Factbox: Developments in the Gulf of Mexico oil spill

HOUSTON | Fri Jul 23, 2010 7:30am EDT

FACTBOX-Developments in the Gulf of Mexico oil spill
Interactive graphicReuters hurricane trackerHOUSTON | Fri Jul 23, 2010 7:30am EDT

HOUSTON (Reuters) - Here are some developments in BP Plc's Gulf of Mexico oil spill, the largest offshore oil disaster in U.S. history.

TOP DEVELOPMENTS

* BP Plc oil spill workers in the Gulf of Mexico prepared for a possible evacuation on Thursday as a brewing tropical storm threatened more delays in attempts to end the environmental disaster.

* Choppy seas from a tropical depression near the Bahamas prompted oil-skimming vessels in the Gulf of Mexico to come ashore Thursday, but BP Plc had not suspended major operations at the site of its massive oil spill.

MARKET IMPACT/COMPANIES

* Two of the world's top five oil rig contractors, Diamond and Ensco, are gearing up to buy more rigs as many seem even more likely to be sold due to the regulatory backlash over the Gulf of Mexico oil disaster.

* The lucrative tourism industry in the Gulf of Mexico could suffer for up to three years with $22.7 billion in lost revenue because of the largest oil spill in U.S. history, a travel group said on Thursday.

* An e-mail scam featuring someone purporting to be BP Plc's Chief Executive Tony Hayward is targeting victims of the company's massive Gulf of Mexico oil spill, Florida's attorney general said on Thursday.

* The two oil companies that are BP's partners in the now-capped oil well told Congress on Thursday they will not set aside money for cleanup costs along the Gulf Coast because it is BP's responsibility.

* BP will give an estimate for the total cost of its Gulf of Mexico oil spill next Tuesday when it unveils second-quarter profits that, were it not for the spill, would likely have risen 77 percent to $5 billion.

* Fitch Ratings says the announcement of BP's asset sales to Apache Corp is a positive development and will support BP's liquidity position.

* Big oil companies including Exxon Mobil Corp and Royal Dutch Shell will spend $1 billion to develop a new oil spill containment system for the Gulf of Mexico, the companies said on Wednesday.

* New York and Ohio have asked a federal judge to appoint them lead plaintiffs to handle shareholder class-action lawsuits against BP Plc over the Gulf of Mexico oil spill.

* Indian state-run explorer Oil and Natural Gas Corp wants to buy BP's stake in an offshore Vietnam gas field, as Hanoi stressed BP must give priority to its partners in the sale of its energy assets.

* BP said it had spent $3.95 billion so far on efforts to tackle its leaking oil well and that it aims to permanently kill the well in the first half of August.

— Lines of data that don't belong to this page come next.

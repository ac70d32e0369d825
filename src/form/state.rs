use std::borrow::Cow;
use std::fmt::{Display, Formatter};

use serde::{Deserialize, Serialize};
use serde_json::{Map, Value};
use tracing::warn;

/// Largest list index a write may pad up to.
pub const MAX_LIST_INDEX: usize = u16::MAX as usize;

#[derive(Clone, Debug, Eq, PartialEq, Ord, PartialOrd, Hash, Serialize, Deserialize)]
#[serde(untagged)]
pub enum PathSegment {
    Key(String),
    Index(usize),
}

impl Display for PathSegment {
    fn fmt(&self, f: &mut Formatter<'_>) -> std::fmt::Result {
        match self {
            PathSegment::Key(key) => f.write_str(key),
            PathSegment::Index(index) => write!(f, "[{index}]"),
        }
    }
}

/// Address of a field inside the nested state documents.
///
/// Parses dotted and bracket notation, so `"friends[1].name"` becomes
/// `friends`, `1`, `name`. The empty path addresses the document root.
#[derive(Clone, Debug, Default, Eq, PartialEq, Ord, PartialOrd, Hash, Serialize, Deserialize)]
pub struct FieldPath(Vec<PathSegment>);

impl FieldPath {
    pub const fn root() -> Self {
        Self(Vec::new())
    }

    pub fn parse(raw: &str) -> Self {
        let mut segments = Vec::new();
        for part in raw.split('.') {
            let mut rest = part;
            if let Some(open) = rest.find('[') {
                let key = &rest[..open];
                if !key.is_empty() {
                    segments.push(PathSegment::Key(key.to_string()));
                }
                rest = &rest[open..];
                while let Some(stripped) = rest.strip_prefix('[') {
                    let Some(close) = stripped.find(']') else {
                        segments.push(PathSegment::Key(rest.to_string()));
                        rest = "";
                        break;
                    };
                    let inner = &stripped[..close];
                    segments.push(match inner.parse::<usize>() {
                        Ok(index) => PathSegment::Index(index),
                        Err(_) => PathSegment::Key(inner.to_string()),
                    });
                    rest = &stripped[close + 1..];
                }
                if !rest.is_empty() {
                    segments.push(PathSegment::Key(rest.to_string()));
                }
            } else if !rest.is_empty() {
                segments.push(PathSegment::Key(rest.to_string()));
            }
        }
        Self(segments)
    }

    pub fn segments(&self) -> &[PathSegment] {
        &self.0
    }

    pub fn is_root(&self) -> bool {
        self.0.is_empty()
    }

    pub fn join(&self, child: &FieldPath) -> FieldPath {
        let mut segments = self.0.clone();
        segments.extend(child.0.iter().cloned());
        FieldPath(segments)
    }

    pub fn index(&self, index: usize) -> FieldPath {
        let mut segments = self.0.clone();
        segments.push(PathSegment::Index(index));
        FieldPath(segments)
    }
}

impl Display for FieldPath {
    fn fmt(&self, f: &mut Formatter<'_>) -> std::fmt::Result {
        for (position, segment) in self.0.iter().enumerate() {
            match segment {
                PathSegment::Key(key) if position > 0 => write!(f, ".{key}")?,
                other => write!(f, "{other}")?,
            }
        }
        Ok(())
    }
}

impl From<&str> for FieldPath {
    fn from(value: &str) -> Self {
        Self::parse(value)
    }
}

impl From<String> for FieldPath {
    fn from(value: String) -> Self {
        Self::parse(&value)
    }
}

impl From<&FieldPath> for FieldPath {
    fn from(value: &FieldPath) -> Self {
        value.clone()
    }
}

impl From<Vec<PathSegment>> for FieldPath {
    fn from(value: Vec<PathSegment>) -> Self {
        Self(value)
    }
}

impl FromIterator<PathSegment> for FieldPath {
    fn from_iter<I: IntoIterator<Item = PathSegment>>(iter: I) -> Self {
        Self(iter.into_iter().collect())
    }
}

/// Live state of a form. Owned by the store; the controller only reads
/// snapshots of it and describes changes through intents.
#[derive(Clone, Debug, PartialEq, Serialize, Deserialize)]
#[serde(default)]
pub struct FormState {
    pub values: Value,
    pub touched: Value,
    pub errors: Value,
    pub warnings: Value,
    pub successes: Value,
    pub async_errors: Value,
    pub async_warnings: Value,
    pub async_successes: Value,
    pub validating: Value,
    pub async_validations: u32,
    pub submits: u32,
    pub submitting: bool,
    pub submitted: bool,
}

impl Default for FormState {
    fn default() -> Self {
        Self::with_values(empty_object())
    }
}

impl FormState {
    pub fn with_values(values: Value) -> Self {
        Self {
            values,
            touched: empty_object(),
            errors: empty_object(),
            warnings: empty_object(),
            successes: empty_object(),
            async_errors: empty_object(),
            async_warnings: empty_object(),
            async_successes: empty_object(),
            validating: empty_object(),
            async_validations: 0,
            submits: 0,
            submitting: false,
            submitted: false,
        }
    }

    pub fn value(&self, path: &FieldPath) -> Option<&Value> {
        get(&self.values, path)
    }

    pub fn touched(&self, path: &FieldPath) -> Option<&Value> {
        get(&self.touched, path)
    }

    pub fn error(&self, path: &FieldPath) -> Option<&Value> {
        get(&self.errors, path)
    }

    pub fn warning(&self, path: &FieldPath) -> Option<&Value> {
        get(&self.warnings, path)
    }

    pub fn success(&self, path: &FieldPath) -> Option<&Value> {
        get(&self.successes, path)
    }

    pub fn async_error(&self, path: &FieldPath) -> Option<&Value> {
        get(&self.async_errors, path)
    }

    pub fn is_validating(&self, path: &FieldPath) -> bool {
        get(&self.validating, path).is_some_and(is_truthy)
    }
}

pub fn empty_object() -> Value {
    Value::Object(Map::new())
}

pub fn get<'a>(document: &'a Value, path: &FieldPath) -> Option<&'a Value> {
    path.segments()
        .iter()
        .try_fold(document, |current, segment| {
            match (slot_for(current, segment), current) {
                (Slot::Index(index), Value::Array(items)) => items.get(index),
                (Slot::Key(key), Value::Object(map)) => map.get(&*key),
                _ => None,
            }
        })
}

/// Writes `value` at `path`, creating intermediate objects for keys and
/// arrays (padded with `null`) for indices. Containers of the wrong shape
/// along the way are replaced. A write whose index exceeds
/// [`MAX_LIST_INDEX`] is skipped and leaves `document` untouched.
pub(crate) fn set(document: &mut Value, path: &FieldPath, value: Value) {
    if exceeds_list_limit(path) {
        warn!(%path, limit = MAX_LIST_INDEX, "list index out of bounds, write skipped");
        return;
    }

    let mut current = document;
    for segment in path.segments() {
        let Some(next) = child_mut(current, segment) else {
            return;
        };
        current = next;
    }
    *current = value;
}

pub(crate) fn remove(document: &mut Value, path: &FieldPath) -> Option<Value> {
    let Some((last, parents)) = path.segments().split_last() else {
        return Some(std::mem::replace(document, empty_object()));
    };

    let mut current = document;
    for segment in parents {
        current = match (slot_for(current, segment), current) {
            (Slot::Index(index), Value::Array(items)) => items.get_mut(index)?,
            (Slot::Key(key), Value::Object(map)) => map.get_mut(&*key)?,
            _ => return None,
        };
    }

    match (slot_for(current, last), current) {
        (Slot::Index(index), Value::Array(items)) => items
            .get_mut(index)
            .map(|slot| std::mem::replace(slot, Value::Null)),
        (Slot::Key(key), Value::Object(map)) => map.remove(&*key),
        _ => None,
    }
}

/// How a segment addresses `container`. Digit keys index into an existing
/// array and indices name a key of an existing object, so neither shape is
/// replaced by the other.
enum Slot<'a> {
    Index(usize),
    Key(Cow<'a, str>),
}

fn slot_for<'a>(container: &Value, segment: &'a PathSegment) -> Slot<'a> {
    match (segment, container) {
        (PathSegment::Key(key), Value::Array(_)) => match key.parse::<usize>() {
            Ok(index) => Slot::Index(index),
            Err(_) => Slot::Key(Cow::Borrowed(key)),
        },
        (PathSegment::Key(key), _) => Slot::Key(Cow::Borrowed(key)),
        (PathSegment::Index(index), Value::Object(_)) => Slot::Key(Cow::Owned(index.to_string())),
        (PathSegment::Index(index), _) => Slot::Index(*index),
    }
}

fn exceeds_list_limit(path: &FieldPath) -> bool {
    path.segments().iter().any(|segment| match segment {
        PathSegment::Index(index) => *index > MAX_LIST_INDEX,
        PathSegment::Key(_) => false,
    })
}

fn child_mut<'a>(current: &'a mut Value, segment: &PathSegment) -> Option<&'a mut Value> {
    match slot_for(current, segment) {
        Slot::Index(index) => {
            if index > MAX_LIST_INDEX {
                warn!(index, limit = MAX_LIST_INDEX, "list index out of bounds, write skipped");
                return None;
            }
            if !current.is_array() {
                *current = Value::Array(Vec::new());
            }
            let Value::Array(items) = current else {
                return None;
            };
            if items.len() <= index {
                items.resize(index + 1, Value::Null);
            }
            items.get_mut(index)
        }
        Slot::Key(key) => {
            if !current.is_object() {
                *current = empty_object();
            }
            let Value::Object(map) = current else {
                return None;
            };
            Some(map.entry(key.into_owned()).or_insert(Value::Null))
        }
    }
}

/// `null`, `false`, `0` and `""` are falsy; every other value, including
/// empty arrays and objects, is truthy.
pub fn is_truthy(value: &Value) -> bool {
    match value {
        Value::Null => false,
        Value::Bool(flag) => *flag,
        Value::Number(number) => number.as_f64().is_some_and(|n| n != 0.0 && !n.is_nan()),
        Value::String(text) => !text.is_empty(),
        Value::Array(_) | Value::Object(_) => true,
    }
}

/// Structural equality. Object keys compare order-insensitively, a missing
/// key never equals an explicit `null`, and numbers compare by value, so
/// `1` equals `1.0`.
pub fn deep_equal(a: &FormState, b: &FormState) -> bool {
    let FormState {
        values,
        touched,
        errors,
        warnings,
        successes,
        async_errors,
        async_warnings,
        async_successes,
        validating,
        async_validations,
        submits,
        submitting,
        submitted,
    } = a;
    *async_validations == b.async_validations
        && *submits == b.submits
        && *submitting == b.submitting
        && *submitted == b.submitted
        && [
            (values, &b.values),
            (touched, &b.touched),
            (errors, &b.errors),
            (warnings, &b.warnings),
            (successes, &b.successes),
            (async_errors, &b.async_errors),
            (async_warnings, &b.async_warnings),
            (async_successes, &b.async_successes),
            (validating, &b.validating),
        ]
        .into_iter()
        .all(|(left, right)| values_equal(left, right))
}

pub fn values_equal(a: &Value, b: &Value) -> bool {
    match (a, b) {
        (Value::Number(x), Value::Number(y)) if x.is_f64() || y.is_f64() => x.as_f64() == y.as_f64(),
        (Value::Array(x), Value::Array(y)) => {
            x.len() == y.len() && x.iter().zip(y).all(|(x, y)| values_equal(x, y))
        }
        (Value::Object(x), Value::Object(y)) => {
            x.len() == y.len()
                && x.iter()
                    .all(|(key, value)| y.get(key).is_some_and(|other| values_equal(value, other)))
        }
        _ => a == b,
    }
}

pub fn snapshot(state: &FormState) -> FormState {
    state.clone()
}

#[cfg(test)]
mod tests {
    use super::*;
    use serde_json::json;

    #[test]
    fn parses_dotted_and_bracket_paths() {
        let path = FieldPath::parse("friends[1].name");
        assert_eq!(
            path.segments(),
            &[
                PathSegment::Key("friends".into()),
                PathSegment::Index(1),
                PathSegment::Key("name".into()),
            ]
        );
        assert_eq!(path.to_string(), "friends[1].name");
        assert!(FieldPath::parse("").is_root());
    }

    #[test]
    fn set_creates_intermediate_containers() {
        let mut document = json!({});
        set(&mut document, &"a.b[2].c".into(), json!("x"));
        assert_eq!(document, json!({"a": {"b": [null, null, {"c": "x"}]}}));
        assert_eq!(get(&document, &"a.b[2].c".into()), Some(&json!("x")));
        assert_eq!(get(&document, &"a.b[5]".into()), None);
    }

    #[test]
    fn remove_drops_keys_and_nulls_indices() {
        let mut document = json!({"a": {"b": 1, "c": [1, 2]}});
        assert_eq!(remove(&mut document, &"a.b".into()), Some(json!(1)));
        assert_eq!(remove(&mut document, &"a.c[0]".into()), Some(json!(1)));
        assert_eq!(remove(&mut document, &"missing.key".into()), None);
        assert_eq!(document, json!({"a": {"c": [null, 2]}}));
    }

    #[test]
    fn dotted_digit_keys_index_existing_lists() {
        let mut document = json!({"friends": ["a", "b", "c"], "scores": {"1": 10}});
        let second = FieldPath::parse("friends.1");
        assert_eq!(get(&document, &second), Some(&json!("b")));

        set(&mut document, &second, json!("z"));
        set(&mut document, &"scores[1]".into(), json!(11));
        assert_eq!(
            document,
            json!({"friends": ["a", "z", "c"], "scores": {"1": 11}})
        );
        assert_eq!(remove(&mut document, &"friends.0".into()), Some(json!("a")));
        assert_eq!(document["friends"], json!([null, "z", "c"]));
    }

    #[test]
    fn oversized_list_index_leaves_document_untouched() {
        let mut document = json!({"a": [1]});
        set(&mut document, &"a[4000000000]".into(), json!(2));
        set(&mut document, &"a.4000000000".into(), json!(2));
        set(&mut document, &"b[4000000000].c".into(), json!(2));
        assert_eq!(document, json!({"a": [1]}));

        set(&mut document, &FieldPath::from("a").index(3), json!(4));
        assert_eq!(document, json!({"a": [1, null, null, 4]}));
    }

    #[test]
    fn numbers_compare_by_value() {
        let integer = FormState::with_values(json!({"age": 1, "tags": [2]}));
        let float = FormState::with_values(json!({"age": 1.0, "tags": [2.0]}));
        assert!(deep_equal(&integer, &float));
        assert!(!deep_equal(
            &integer,
            &FormState::with_values(json!({"age": 1.5, "tags": [2]}))
        ));
        assert!(!values_equal(&json!({"a": 1}), &json!({"a": 1, "b": null})));
    }

    #[test]
    fn missing_key_is_not_equal_to_null() {
        let mut with_null = FormState::default();
        set(&mut with_null.errors, &"email".into(), Value::Null);
        assert!(!deep_equal(&with_null, &FormState::default()));
        assert!(deep_equal(&snapshot(&with_null), &with_null));
    }

    #[test]
    fn truthiness_follows_scalar_rules() {
        for falsy in [json!(null), json!(false), json!(0), json!(""), json!(0.0)] {
            assert!(!is_truthy(&falsy), "{falsy} should be falsy");
        }
        for truthy in [json!(true), json!(1), json!("x"), json!([]), json!({})] {
            assert!(is_truthy(&truthy), "{truthy} should be truthy");
        }
    }
}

* BP shares closed up .03 percent in London while shares in New York closed up .28 percent on Thursday.

POLITICS/POLICY

* Senate Majority Leader Harry Reid said on Thursday he will unveil an energy bill next week that will implement offshore drilling reforms.

* A U.S. judge on Wednesday refused a request by environmental groups to reinstate the Obama administration's original moratorium on deepwater drilling enacted in the wake of the BP Plc oil spill.

* Scotland's most senior politician said on Wednesday there was no conspiracy in his country's decision to release the Lockerbie bomber, following U.S. questions over oil company BP's influence on the process.

CAPTURE/CONTAINMENT/CLEANUP

* Even if a storm causes an evacuation of the well site, the government will allow the well to remain sealed while the storm passes over, the government's oil spill point man said.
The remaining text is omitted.